Sotto il comando del generale Eisenhower, le forze navali alleate, supportate da una copertura aerea imponente, hanno dato il via allo sbarco di uomini e mezzi alleati nella costa nord della Francia“: queste le poche parole scelte per comunicare al mondo intero (almeno a quello ‘libero’) che lo Sbarco in Normandia – dopo anni di difficile pianificazione – era stato un successo. Parole che nascosero la realtà di sangue, cadaveri e fango che i soldati Alleati lasciarono sul campo in quelle poche ore di assedio sapientemente organizzate nei minimi dettagli da Dwight Eisenhower e che riuscirono ad aprire una breccia nel continente europeo caduto sotto le bombe dei nazisti aprendo le porte alla fine della Seconda guerra mondiale.



I protagonisti dello Sbarco in Normandia furono tanti – tantissimi, considerando anche gli oltre 156mila soldati stipati nelle imbarcazioni militari e i 50mila che li attendevano sulle coste – ma il reale successo si deve soprattutto ad alcune importanti intuizioni avute in quei giorni critici da Dwight Eisenhower: all’epoca un colonnello quasi inesperto, uscito dall’accademia 30 anni prima e diventato comandante in capo delle forze USA in Europa solamente nel 1942. Fu lui, però, che scelto personalmente da Winston Churchill guidò lo sbarco in Sicilia e quello a Salerno rendendo possibile l’armistizio di Cassibile che ci fece uscire dalla guerra.

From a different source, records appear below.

//! Reactive behavior trees for tick-driven bots.
//!
//! A tree holds no per-run state. The host re-evaluates it from the root
//! every frame, and a branch that needs more frames (a move, a paced
//! conversation) answers [`Status::Running`] and is simply re-entered on the
//! next tick. Timers, targets and the current state live in the context `C`.
//!
//! # Nodes
//!
//! - [`Sequence`] / [`Selector`]: ordered AND / first-handler-wins
//! - [`Switch`]: dispatch on a key projected from the context
//! - [`Guard`]: predicate gate in front of a single child
//! - [`Action`]: closure leaf for one-line steps
//!
//! [`builder`] has boxed constructors for all of them.

pub mod behavior;
pub mod builder;
pub mod composite;
pub mod decorator;
pub mod leaf;
pub mod status;

pub use behavior::Behavior;
pub use composite::{Selector, Sequence, Switch};
pub use decorator::Guard;
pub use leaf::Action;
pub use status::Status;
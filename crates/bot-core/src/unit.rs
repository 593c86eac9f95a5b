//! Snapshots of units and of the controlled character.
//!
//! Snapshots are taken fresh every query; nothing here tracks identity across
//! ticks. Code that must follow a unit over time keeps its [`UnitId`] and
//! re-resolves it.

use std::f32::consts::PI;

use crate::geometry::{Vec3, heading_delta};
use crate::ids::{NpcId, UnitId};

/// Half-width of the cone in front of a unit that counts as "facing".
pub const FACING_HALF_ARC: f32 = PI * 75.0 / 180.0;

/// Observable state of a unit (NPC, player or pet) near the bot.
#[derive(Clone, Debug, PartialEq)]
pub struct Unit {
    pub id: UnitId,
    pub entry: NpcId,
    pub name: String,
    pub location: Vec3,
    pub heading: f32,
    pub health_percent: f32,
    pub alive: bool,
    pub friendly: bool,
    pub attackable: bool,
    pub player: bool,
    pub elite: bool,
    pub in_combat: bool,
    pub moving: bool,
    pub current_target: Option<UnitId>,
    /// Character controlling this unit, for pets and summoned escorts.
    pub owner: Option<UnitId>,
    pub pet: Option<UnitId>,
}

impl Unit {
    /// Friendly, alive, full-health NPC with no target.
    pub fn npc(id: UnitId, entry: NpcId, name: impl Into<String>, location: Vec3) -> Self {
        Self {
            id,
            entry,
            name: name.into(),
            location,
            heading: 0.0,
            health_percent: 100.0,
            alive: true,
            friendly: true,
            attackable: false,
            player: false,
            elite: false,
            in_combat: false,
            moving: false,
            current_target: None,
            owner: None,
            pet: None,
        }
    }

    /// Attackable, unfriendly NPC.
    pub fn hostile(id: UnitId, entry: NpcId, name: impl Into<String>, location: Vec3) -> Self {
        Self {
            friendly: false,
            attackable: true,
            ..Self::npc(id, entry, name, location)
        }
    }

    /// Another player's character.
    pub fn other_player(id: UnitId, name: impl Into<String>, location: Vec3) -> Self {
        Self {
            player: true,
            ..Self::npc(id, NpcId(0), name, location)
        }
    }

    pub fn with_heading(mut self, heading: f32) -> Self {
        self.heading = heading;
        self
    }

    pub fn with_target(mut self, target: UnitId) -> Self {
        self.current_target = Some(target);
        self.in_combat = true;
        self
    }

    pub fn with_health(mut self, health_percent: f32) -> Self {
        self.health_percent = health_percent;
        self
    }

    pub fn with_owner(mut self, owner: UnitId) -> Self {
        self.owner = Some(owner);
        self
    }

    pub fn elite(mut self) -> Self {
        self.elite = true;
        self
    }

    pub fn dead(mut self) -> Self {
        self.alive = false;
        self.in_combat = false;
        self.current_target = None;
        self.health_percent = 0.0;
        self
    }

    #[inline]
    pub fn is_targeting(&self, id: UnitId) -> bool {
        self.current_target == Some(id)
    }

    #[inline]
    pub fn distance_to(&self, point: Vec3) -> f32 {
        self.location.distance(point)
    }

    /// True when `point` lies within the unit's forward cone.
    pub fn is_facing(&self, point: Vec3) -> bool {
        if self.location.distance_sqr(point) <= f32::EPSILON {
            return true;
        }
        heading_delta(self.location.heading_to(point), self.heading) <= FACING_HALF_ARC
    }
}

/// The character the bot controls.
#[derive(Clone, Debug, PartialEq)]
pub struct Agent {
    pub id: UnitId,
    pub location: Vec3,
    pub health_percent: f32,
    pub dead: bool,
    pub ghost: bool,
    pub in_combat: bool,
    pub mounted: bool,
    pub current_target: Option<UnitId>,
    pub pet: Option<UnitId>,
}

impl Agent {
    pub fn new(id: UnitId, location: Vec3) -> Self {
        Self {
            id,
            location,
            health_percent: 100.0,
            dead: false,
            ghost: false,
            in_combat: false,
            mounted: false,
            current_target: None,
            pet: None,
        }
    }

    #[inline]
    pub fn is_dead_or_ghost(&self) -> bool {
        self.dead || self.ghost
    }

    /// True for the agent itself or its pet.
    #[inline]
    pub fn owns(&self, id: UnitId) -> bool {
        id == self.id || self.pet == Some(id)
    }

    /// True when `unit` is targeting the agent or the agent's pet.
    pub fn is_targeted_by(&self, unit: &Unit) -> bool {
        unit.current_target.is_some_and(|target| self.owns(target))
    }
}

Dwight Eisenhower e la previsione meteo che ha salvato la sbarco in Normandia

Così, nel 1943 dopo lunghissime discussioni il presidente americano Roosevelt decise di mettere proprio Dwight Eisenhower a capo dell’intera operazione Overload iniziata (e in un certo senso culminata) con lo Sbarco in Normandia e fu proprio lui a suggerire al comando militare supremo degli Alleati di estendere l’azione su cinque differenti fronti, realizzando quel sovraccarico che ha dato il nome all’operazione. Non solo, perché fu sempre Eisenhower a volere più mezzi, soldati e paracadutisti per lo sbarco in Normandia, cosciente che moltissimi (ed oggi diremmo, forse, troppi) sarebbero morti ancora prima di mettere piede sulla terraferma.



Tante furono le intuizioni che permisero lo sbarco, ma un’altra – assieme alle due che abbiamo appena citato – fu cruciale perché solamente due giorni prima del D-Day il meteo cambiò improvvisamente con il concreto rischio di un rinvio ad almeno due settimane dopo: tardando il più possibile il rinvio, Eisenhower alle 21:30 del 5 giugno 1944 ricevette un bollettino che stimava un possibile miglioramento nelle prima ore del 6 e decise di attaccare comunque. Quella mattina il mare era molto agitato, pioveva ormai da due giorni e sulla Normandia c’era ancora una leggera pioggerellina: condizioni che portarono i nazisti a sottovalutare il pericolo di uno sbarco e in pochi minuti, con i soldati lontani da Omaha beach, si trovarono americani e britannici alle porte.